*** EXERCISE DATA ***

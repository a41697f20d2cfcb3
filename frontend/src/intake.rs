//! Intake filter and the pending list it feeds.
//!
//! Candidates come from the picker or from a drop. Each one is checked
//! against two soft rules (image media type, not already staged) and either
//! appended or skipped with a warning in the console. Nothing here reaches
//! the user as an error.

use crate::format::format_file_size;
use crate::types::{FileRow, IntakeReport, PendingFile, RejectReason, Rejection};
use crate::ACCEPTED_MEDIA_PREFIX;

/// Anything the intake filter can inspect.
pub trait FileCandidate {
    fn name(&self) -> String;
    fn size_bytes(&self) -> u64;
    /// Declared media type, possibly empty.
    fn media_type(&self) -> String;
}

impl FileCandidate for web_sys::File {
    fn name(&self) -> String {
        web_sys::File::name(self)
    }

    fn size_bytes(&self) -> u64 {
        self.size() as u64
    }

    fn media_type(&self) -> String {
        self.type_()
    }
}

/// Ordered, duplicate-free list of files staged for upload.
#[derive(Clone, Debug, PartialEq)]
pub struct PendingList<H> {
    entries: Vec<PendingFile<H>>,
}

impl<H> Default for PendingList<H> {
    fn default() -> Self {
        Self { entries: Vec::new() }
    }
}

impl<H> PendingList<H> {
    pub fn new() -> Self {
        Self::default()
    }

    pub fn len(&self) -> usize {
        self.entries.len()
    }

    pub fn is_empty(&self) -> bool {
        self.entries.is_empty()
    }

    pub fn entries(&self) -> &[PendingFile<H>] {
        &self.entries
    }

    pub fn contains(&self, name: &str, size_bytes: u64) -> bool {
        self.entries.iter().any(|e| e.matches(name, size_bytes))
    }

    pub fn clear(&mut self) {
        self.entries.clear();
    }

    /// Projection rendered by the file list, one row per entry, same order.
    pub fn rows(&self) -> Vec<FileRow> {
        self.entries
            .iter()
            .map(|entry| FileRow {
                key: entry.key(),
                name: entry.name.clone(),
                title: entry.name.clone(),
                size_label: format_file_size(entry.size_bytes),
            })
            .collect()
    }
}

impl<H: FileCandidate> PendingList<H> {
    /// Runs every candidate through the filter, appending the ones that pass.
    pub fn accept<I>(&mut self, candidates: I) -> IntakeReport
    where
        I: IntoIterator<Item = H>,
    {
        let mut report = IntakeReport::default();

        for candidate in candidates {
            let name = candidate.name();
            let size_bytes = candidate.size_bytes();

            let reason = if !candidate.media_type().starts_with(ACCEPTED_MEDIA_PREFIX) {
                Some(RejectReason::NotAnImage)
            } else if self.contains(&name, size_bytes) {
                Some(RejectReason::Duplicate)
            } else {
                None
            };

            match reason {
                Some(reason) => {
                    log::warn!("File skipped: {} {}.", name, reason);
                    report.rejected.push(Rejection { name, reason });
                }
                None => {
                    self.entries.push(PendingFile {
                        name,
                        size_bytes,
                        handle: candidate,
                    });
                    report.accepted += 1;
                }
            }
        }

        report
    }
}

/// Stages a dropped collection.
///
/// An empty drop is ignored and returns `None`. Otherwise `mirror` runs
/// before the files go through the filter.
pub fn stage_drop<H, F>(
    pending: &mut PendingList<H>,
    dropped: Vec<H>,
    mirror: F,
) -> Option<IntakeReport>
where
    H: FileCandidate,
    F: FnOnce(),
{
    if dropped.is_empty() {
        return None;
    }
    mirror();
    Some(pending.accept(dropped))
}

/// Stages a picker selection, then runs `reset` so the same file can be
/// picked again.
pub fn stage_selection<H, F>(
    pending: &mut PendingList<H>,
    selected: Vec<H>,
    reset: F,
) -> IntakeReport
where
    H: FileCandidate,
    F: FnOnce(),
{
    let report = pending.accept(selected);
    reset();
    report
}
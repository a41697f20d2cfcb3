//! Human-readable byte sizes.

const UNITS: [&str; 5] = ["Bytes", "KB", "MB", "GB", "TB"];
const STEP: f64 = 1024.0;

/// Formats a byte count as `"<value> <unit>"` with one decimal place.
///
/// `0` is the special case `"0 Bytes"`. Sizes beyond the TB tier stay in TB.
pub fn format_file_size(bytes: u64) -> String {
    if bytes == 0 {
        return "0 Bytes".to_string();
    }

    let mut value = bytes as f64;
    let mut tier = 0;
    while value >= STEP && tier < UNITS.len() - 1 {
        value /= STEP;
        tier += 1;
    }

    // half-up, like the browser's toFixed; the tier is picked before
    // rounding, so 1048575 reads "1024.0 KB" rather than "1.0 MB"
    let rounded = (value * 10.0).round() / 10.0;
    format!("{:.1} {}", rounded, UNITS[tier])
}
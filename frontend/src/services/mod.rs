//! Backend communication.
//!
//! # Services
//!
//! - [`upload`] - multipart image upload to the gallery server
//! - [`page`] - browser page effects (alert, reload)

pub mod upload;
pub mod page;

pub use upload::*;
pub use page::*;
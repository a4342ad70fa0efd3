pub mod auth;
pub mod task;
pub mod user;

// Re-export commonly used types
pub use auth::*;
pub use task::*;
pub use user::*;
#![allow(dead_code)]

use serde_json::{json, Value};
use std::sync::Arc;
use wiremock::MockServer;

use taskdesk::auth::rbac::Role;
use taskdesk::auth::Session;
use taskdesk::config::Settings;
use taskdesk::models::User;
use taskdesk::storage::{KeyValueStorage, MemoryStorage};
use taskdesk::ClientContext;

pub fn user(id: i64, username: &str, role: Role) -> User {
    User {
        id,
        username: username.to_string(),
        email: format!("{}@example.com", username),
        role,
        is_active: true,
    }
}

/// Context talking to `server` over fresh in-memory storage.
pub fn create_test_context(server: &MockServer) -> (ClientContext, Arc<MemoryStorage>) {
    let storage = Arc::new(MemoryStorage::new());
    let ctx = context_over(server, storage.clone());
    (ctx, storage)
}

pub fn context_over(server: &MockServer, storage: Arc<MemoryStorage>) -> ClientContext {
    let storage: Arc<dyn KeyValueStorage> = storage;
    ClientContext::with_storage(Settings::for_api(server.uri()), storage)
        .expect("Failed to create test context")
}

/// Context that starts signed in as `user` with access token `A`.
pub fn signed_in_context(server: &MockServer, user: User) -> (ClientContext, Arc<MemoryStorage>) {
    let storage = Arc::new(MemoryStorage::new());
    {
        let seed: Arc<dyn KeyValueStorage> = storage.clone();
        taskdesk::auth::SessionStore::new(seed)
            .save(&Session::new("A".to_string(), "R".to_string(), user))
            .expect("Failed to seed session");
    }
    let ctx = context_over(server, storage.clone());
    (ctx, storage)
}

pub fn task_json(id: i64, title: &str, assignee: Option<i64>, status: &str) -> Value {
    json!({
        "id": id,
        "title": title,
        "description": format!("{} description", title),
        "due_date": "2026-11-02",
        "status": status,
        "creator": {"id": 1, "username": "alice"},
        "assignee": assignee.map(|id| json!({"id": id, "username": format!("user{}", id)})),
        "last_updated_on": "2026-10-01T12:00:00Z"
    })
}

pub fn user_json(id: i64, username: &str, role: &str, is_active: bool) -> Value {
    json!({
        "id": id,
        "username": username,
        "email": format!("{}@example.com", username),
        "role": role,
        "is_active": is_active
    })
}
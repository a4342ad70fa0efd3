use std::collections::BTreeMap;
use std::fs;
use std::io::Write;
use std::path::PathBuf;
use std::sync::Mutex;

use tempfile::NamedTempFile;

use crate::error::ClientError;

/// Durable string key/value medium backing the session record.
///
/// Keys are independent, but batch writes (`set_many` / `remove_many`) must
/// land as one unit so readers never see half of a batch.
pub trait KeyValueStorage: Send + Sync {
    fn get(&self, key: &str) -> Result<Option<String>, ClientError>;
    fn set(&self, key: &str, value: &str) -> Result<(), ClientError> {
        self.set_many(&[(key, value)])
    }
    fn remove(&self, key: &str) -> Result<(), ClientError> {
        self.remove_many(&[key])
    }
    fn set_many(&self, entries: &[(&str, &str)]) -> Result<(), ClientError>;
    fn remove_many(&self, keys: &[&str]) -> Result<(), ClientError>;
}

/// In-process storage, lost when the process exits.
#[derive(Default)]
pub struct MemoryStorage {
    entries: Mutex<BTreeMap<String, String>>,
}

impl MemoryStorage {
    pub fn new() -> Self {
        Self::default()
    }

    fn lock(&self) -> Result<std::sync::MutexGuard<'_, BTreeMap<String, String>>, ClientError> {
        self.entries
            .lock()
            .map_err(|_| ClientError::storage("memory storage lock poisoned"))
    }
}

impl KeyValueStorage for MemoryStorage {
    fn get(&self, key: &str) -> Result<Option<String>, ClientError> {
        Ok(self.lock()?.get(key).cloned())
    }

    fn set_many(&self, entries: &[(&str, &str)]) -> Result<(), ClientError> {
        let mut map = self.lock()?;
        for (key, value) in entries {
            map.insert((*key).to_string(), (*value).to_string());
        }
        Ok(())
    }

    fn remove_many(&self, keys: &[&str]) -> Result<(), ClientError> {
        let mut map = self.lock()?;
        for key in keys {
            map.remove(*key);
        }
        Ok(())
    }
}

/// JSON object on disk. Every write replaces the file atomically through a
/// temp file in the same directory.
pub struct FileStorage {
    path: PathBuf,
    write_lock: Mutex<()>,
}

impl FileStorage {
    pub fn new(path: impl Into<PathBuf>) -> Self {
        Self {
            path: path.into(),
            write_lock: Mutex::new(()),
        }
    }

    fn read_map(&self) -> Result<BTreeMap<String, String>, ClientError> {
        let contents = match fs::read_to_string(&self.path) {
            Ok(contents) => contents,
            Err(e) if e.kind() == std::io::ErrorKind::NotFound => return Ok(BTreeMap::new()),
            Err(e) => return Err(e.into()),
        };

        if contents.trim().is_empty() {
            return Ok(BTreeMap::new());
        }

        serde_json::from_str(&contents).map_err(|e| {
            ClientError::storage(format!(
                "{} is not a valid storage file: {}",
                self.path.display(),
                e
            ))
        })
    }

    /// Reads the current map for a write. A corrupt file is discarded.
    fn read_map_for_write(&self) -> Result<BTreeMap<String, String>, ClientError> {
        match self.read_map() {
            Ok(map) => Ok(map),
            Err(ClientError::Storage(msg)) => {
                tracing::warn!(path = %self.path.display(), error = %msg, "discarding corrupt storage file");
                Ok(BTreeMap::new())
            }
            Err(e) => Err(e),
        }
    }

    fn write_map(&self, map: &BTreeMap<String, String>) -> Result<(), ClientError> {
        let dir = match self.path.parent() {
            Some(parent) if !parent.as_os_str().is_empty() => parent.to_path_buf(),
            _ => PathBuf::from("."),
        };
        fs::create_dir_all(&dir)?;

        let mut tmp = NamedTempFile::new_in(&dir)?;
        serde_json::to_writer_pretty(&mut tmp, map)?;
        tmp.flush()?;
        tmp.persist(&self.path).map_err(|e| ClientError::Io(e.error))?;
        Ok(())
    }

    fn update<F>(&self, apply: F) -> Result<(), ClientError>
    where
        F: FnOnce(&mut BTreeMap<String, String>),
    {
        let _guard = self
            .write_lock
            .lock()
            .map_err(|_| ClientError::storage("file storage lock poisoned"))?;
        let mut map = self.read_map_for_write()?;
        apply(&mut map);
        self.write_map(&map)
    }
}

impl KeyValueStorage for FileStorage {
    fn get(&self, key: &str) -> Result<Option<String>, ClientError> {
        Ok(self.read_map()?.remove(key))
    }

    fn set_many(&self, entries: &[(&str, &str)]) -> Result<(), ClientError> {
        self.update(|map| {
            for (key, value) in entries {
                map.insert((*key).to_string(), (*value).to_string());
            }
        })
    }

    fn remove_many(&self, keys: &[&str]) -> Result<(), ClientError> {
        if !self.path.exists() {
            return Ok(());
        }
        self.update(|map| {
            for key in keys {
                map.remove(*key);
            }
        })
    }
}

*** End of EXERCISE DATA ***

### WHAT YOU WILL DO
Whenever the word "username" shows up in a line above, copy that line.

### EXERCISE SOLUTION
pub fn user(id: i64, username: &str, role: Role) -> User {
        username: username.to_string(),
        email: format!("{}@example.com", username),
        "creator": {"id": 1, "username": "alice"},
        "assignee": assignee.map(|id| json!({"id": id, "username": format!("user{}", id)})),
pub fn user_json(id: i64, username: &str, role: &str, is_active: bool) -> Value {
        "username": username,
        "email": format!("{}@example.com", username),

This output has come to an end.